There are rigorous processes to prevent most of these things of course, but complacency gets the best of us.
I’m worried about flying again due to these planes having being parked at airports for months doing nothing and suddenly fired up and used. Will they give each and every one a complete and full inspection to make sure nothing broke or degraded while sitting there?
I fly a lot but generally have two fears:
1. The plane will crash while I’m asleep and I’ll never know - which makes it hard for me to sleep on planes
2. Some technician was distracted and forgot to tighten something that slowly but surely comes loose during turbulence.

I can’t begin to imagine how those poor people on this flight must have felt. Thankfully the suffering was probably short.

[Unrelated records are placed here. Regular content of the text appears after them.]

// Priority-ordered filter chains

use std::sync::Arc;

use log::trace;

use crate::core::filter::Filter;
use crate::core::registry::FilterRegistry;
use crate::models::{ChainSpec, FilterError, Value};

/// One attached filter with its ordering keys
#[derive(Clone)]
struct QueuedFilter {
    priority: i32,
    sequence: u64,
    filter: Arc<dyn Filter>,
}

/// Filters ordered by descending priority, FIFO within a priority
#[derive(Clone, Default)]
struct PriorityQueue {
    items: Vec<QueuedFilter>,
    next_sequence: u64,
}

impl PriorityQueue {
    fn insert(&mut self, filter: Arc<dyn Filter>, priority: i32) {
        let sequence = self.next_sequence;
        self.next_sequence += 1;
        // First slot whose priority is strictly lower keeps equal priorities in insertion order
        let index = self.items.partition_point(|item| item.priority >= priority);
        self.items.insert(
            index,
            QueuedFilter {
                priority,
                sequence,
                filter,
            },
        );
    }

    fn run(&self, mut value: Value) -> Result<Value, FilterError> {
        for (step, item) in self.items.iter().enumerate() {
            trace!("chain step {} (priority {}, seq {})", step, item.priority, item.sequence);
            value = item.filter.filter(value)?;
        }
        Ok(value)
    }
}

/// Mutable filter chain
///
/// Filters run from the highest priority to the lowest; filters sharing a
/// priority run in the order they were attached.
#[derive(Clone)]
pub struct FilterChain {
    registry: FilterRegistry,
    queue: PriorityQueue,
}

impl FilterChain {
    pub fn new(registry: FilterRegistry) -> Self {
        Self {
            registry,
            queue: PriorityQueue::default(),
        }
    }

    /// Build a chain from configuration, resolving every named filter
    pub fn from_spec(registry: FilterRegistry, spec: &ChainSpec) -> Result<Self, FilterError> {
        let mut chain = Self::new(registry);
        for filter in &spec.filters {
            chain.attach_by_name(&filter.name, filter.options.clone(), filter.priority_or_default())?;
        }
        Ok(chain)
    }

    pub fn attach(&mut self, filter: Arc<dyn Filter>, priority: i32) -> &mut Self {
        self.queue.insert(filter, priority);
        self
    }

    /// Build a filter through the registry and attach it
    pub fn attach_by_name(
        &mut self,
        name: &str,
        options: serde_json::Value,
        priority: i32,
    ) -> Result<&mut Self, FilterError> {
        let filter = self.registry.build(name, options)?;
        Ok(self.attach(filter, priority))
    }

    /// Append every filter of `other`, keeping their priorities
    pub fn merge(&mut self, other: &FilterChain) -> &mut Self {
        for item in &other.queue.items {
            self.queue.insert(Arc::clone(&item.filter), item.priority);
        }
        self
    }

    pub fn len(&self) -> usize {
        self.queue.items.len()
    }

    pub fn is_empty(&self) -> bool {
        self.queue.items.is_empty()
    }

    /// Attached filters in execution order
    pub fn iter(&self) -> impl Iterator<Item = &Arc<dyn Filter>> {
        self.queue.items.iter().map(|item| &item.filter)
    }

    pub fn registry(&self) -> &FilterRegistry {
        &self.registry
    }
}

impl Filter for FilterChain {
    fn filter(&self, value: Value) -> Result<Value, FilterError> {
        self.queue.run(value)
    }
}

/// Filter chain whose attach operations return a new chain
#[derive(Clone)]
pub struct ImmutableFilterChain {
    registry: FilterRegistry,
    queue: PriorityQueue,
}

impl ImmutableFilterChain {
    pub fn empty(registry: FilterRegistry) -> Self {
        Self {
            registry,
            queue: PriorityQueue::default(),
        }
    }

    pub fn from_spec(registry: FilterRegistry, spec: &ChainSpec) -> Result<Self, FilterError> {
        let mut chain = Self::empty(registry);
        for filter in &spec.filters {
            chain = chain.attach_by_name(&filter.name, filter.options.clone(), filter.priority_or_default())?;
        }
        Ok(chain)
    }

    #[must_use]
    pub fn attach(&self, filter: Arc<dyn Filter>, priority: i32) -> Self {
        let mut queue = self.queue.clone();
        queue.insert(filter, priority);
        Self {
            registry: self.registry.clone(),
            queue,
        }
    }

    pub fn attach_by_name(
        &self,
        name: &str,
        options: serde_json::Value,
        priority: i32,
    ) -> Result<Self, FilterError> {
        let filter = self.registry.build(name, options)?;
        Ok(self.attach(filter, priority))
    }

    pub fn len(&self) -> usize {
        self.queue.items.len()
    }

    pub fn is_empty(&self) -> bool {
        self.queue.items.is_empty()
    }
}

impl Filter for ImmutableFilterChain {
    fn filter(&self, value: Value) -> Result<Value, FilterError> {
        self.queue.run(value)
    }
}

#[cfg(test)]
mod tests {
    use super::*;
    use crate::models::{FilterSpec, DEFAULT_PRIORITY};
    use serde_json::json;

    fn append(suffix: &'static str) -> Arc<dyn Filter> {
        Arc::new(move |value: Value| -> Result<Value, FilterError> {
            Ok(match value {
                Value::Str(s) => Value::Str(format!("{}{}", s, suffix)),
                other => other,
            })
        })
    }

    #[test]
    fn test_empty_chain_returns_value() {
        let chain = FilterChain::new(FilterRegistry::with_defaults());
        assert!(chain.is_empty());
        assert_eq!(chain.filter(Value::from("abc")).unwrap(), Value::from("abc"));
    }

    #[test]
    fn test_higher_priority_runs_first() {
        let mut chain = FilterChain::new(FilterRegistry::with_defaults());
        chain.attach(append("-low"), 10);
        chain.attach(append("-high"), 5000);
        chain.attach(append("-default"), DEFAULT_PRIORITY);

        assert_eq!(
            chain.filter(Value::from("x")).unwrap(),
            Value::from("x-high-default-low")
        );
    }

    #[test]
    fn test_equal_priority_runs_in_insertion_order() {
        let mut chain = FilterChain::new(FilterRegistry::with_defaults());
        chain.attach(append("1"), DEFAULT_PRIORITY);
        chain.attach(append("2"), DEFAULT_PRIORITY);
        chain.attach(append("3"), DEFAULT_PRIORITY);

        assert_eq!(chain.filter(Value::from("")).unwrap(), Value::from("123"));
        assert_eq!(chain.len(), 3);
    }

    #[test]
    fn test_attach_by_name() {
        let mut chain = FilterChain::new(FilterRegistry::with_defaults());
        chain
            .attach_by_name("StripTags", json!({}), DEFAULT_PRIORITY)
            .unwrap()
            .attach_by_name("StringToUpper", json!({}), DEFAULT_PRIORITY)
            .unwrap();

        assert_eq!(
            chain.filter(Value::from("<b>bold</b> text")).unwrap(),
            Value::from("BOLD TEXT")
        );
    }

    #[test]
    fn test_attach_unknown_name_fails() {
        let mut chain = FilterChain::new(FilterRegistry::with_defaults());
        let err = chain.attach_by_name("NoSuchFilter", json!({}), DEFAULT_PRIORITY).err().unwrap();
        assert!(matches!(err, FilterError::UnknownFilter(_)));
        assert!(chain.is_empty());
    }

    #[test]
    fn test_merge_keeps_priorities() {
        let mut first = FilterChain::new(FilterRegistry::with_defaults());
        first.attach(append("-a"), 100);

        let mut second = FilterChain::new(FilterRegistry::with_defaults());
        second.attach(append("-b"), 200);
        second.attach(append("-c"), 50);

        first.merge(&second);
        assert_eq!(first.len(), 3);
        assert_eq!(first.filter(Value::from("x")).unwrap(), Value::from("x-b-a-c"));
        assert_eq!(second.len(), 2);
    }

    #[test]
    fn test_clone_is_independent() {
        let mut chain = FilterChain::new(FilterRegistry::with_defaults());
        chain.attach(append("-a"), DEFAULT_PRIORITY);

        let mut copy = chain.clone();
        copy.attach(append("-b"), DEFAULT_PRIORITY);

        assert_eq!(chain.len(), 1);
        assert_eq!(copy.len(), 2);
        assert_eq!(chain.filter(Value::from("x")).unwrap(), Value::from("x-a"));
    }

    #[test]
    fn test_error_stops_chain() {
        let mut chain = FilterChain::new(FilterRegistry::with_defaults());
        chain.attach(
            Arc::new(|_: Value| -> Result<Value, FilterError> { Err(FilterError::Runtime("boom".into())) }),
            2000,
        );
        chain.attach(append("-never"), DEFAULT_PRIORITY);

        let err = chain.filter(Value::from("x")).unwrap_err();
        assert_eq!(err.to_string(), "boom");
    }

    #[test]
    fn test_from_spec() {
        let spec = ChainSpec {
            filters: vec![
                FilterSpec::new("StringToLower"),
                FilterSpec::new("SeparatorToSeparator")
                    .with_options(json!({"search_separator": " ", "replacement_separator": "_"}))
                    .with_priority(10),
            ],
        };
        let chain = FilterChain::from_spec(FilterRegistry::with_defaults(), &spec).unwrap();
        assert_eq!(
            chain.filter(Value::from("Hello Big World")).unwrap(),
            Value::from("hello_big_world")
        );
    }

    #[test]
    fn test_closures_attach_after_configured_filters() {
        let spec = ChainSpec {
            filters: vec![FilterSpec::new("StringToUpper")],
        };
        let mut chain = FilterChain::from_spec(FilterRegistry::with_defaults(), &spec).unwrap();
        assert_eq!(chain.len(), 1);

        chain.attach(append("-done"), DEFAULT_PRIORITY);
        assert_eq!(chain.len(), 2);
        assert_eq!(chain.filter(Value::from("abc")).unwrap(), Value::from("ABC-done"));
    }

    #[test]
    fn test_immutable_attach_returns_new_chain() {
        let empty = ImmutableFilterChain::empty(FilterRegistry::with_defaults());
        let one = empty.attach(append("-a"), DEFAULT_PRIORITY);
        let two = one
            .attach_by_name("StringToUpper", json!({}), 1)
            .unwrap();

        assert!(empty.is_empty());
        assert_eq!(one.len(), 1);
        assert_eq!(two.len(), 2);
        assert_eq!(empty.filter(Value::from("x")).unwrap(), Value::from("x"));
        assert_eq!(two.filter(Value::from("x")).unwrap(), Value::from("X-A"));
    }

    #[test]
    fn test_immutable_from_spec_with_bad_options() {
        let spec = ChainSpec {
            filters: vec![FilterSpec::new("StringToUpper").with_options(json!({"encoding": "no-such-encoding"}))],
        };
        let err = ImmutableFilterChain::from_spec(FilterRegistry::with_defaults(), &spec).err().unwrap();
        assert!(err.is_config_error());
    }

    #[test]
    fn test_chains_nest() {
        let mut inner = FilterChain::new(FilterRegistry::with_defaults());
        inner.attach(append("-inner"), DEFAULT_PRIORITY);

        let mut outer = FilterChain::new(FilterRegistry::with_defaults());
        outer.attach(Arc::new(inner), DEFAULT_PRIORITY);
        outer.attach(append("-outer"), DEFAULT_PRIORITY);

        assert_eq!(outer.filter(Value::from("x")).unwrap(), Value::from("x-inner-outer"));
    }
}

What has worked for me is the realisation that with 10 000 flights a day worldwide (if I recall correctly that was the norm before Covid) and so few incidents it really is a very, very safe human transport industry, and ACI also gave me much insight into the technology which made it much less flimsy in my mind.

That said, agree that all the aircraft sitting gathering dust is a new danger, and I still panic badly when flying in a thunderstorm.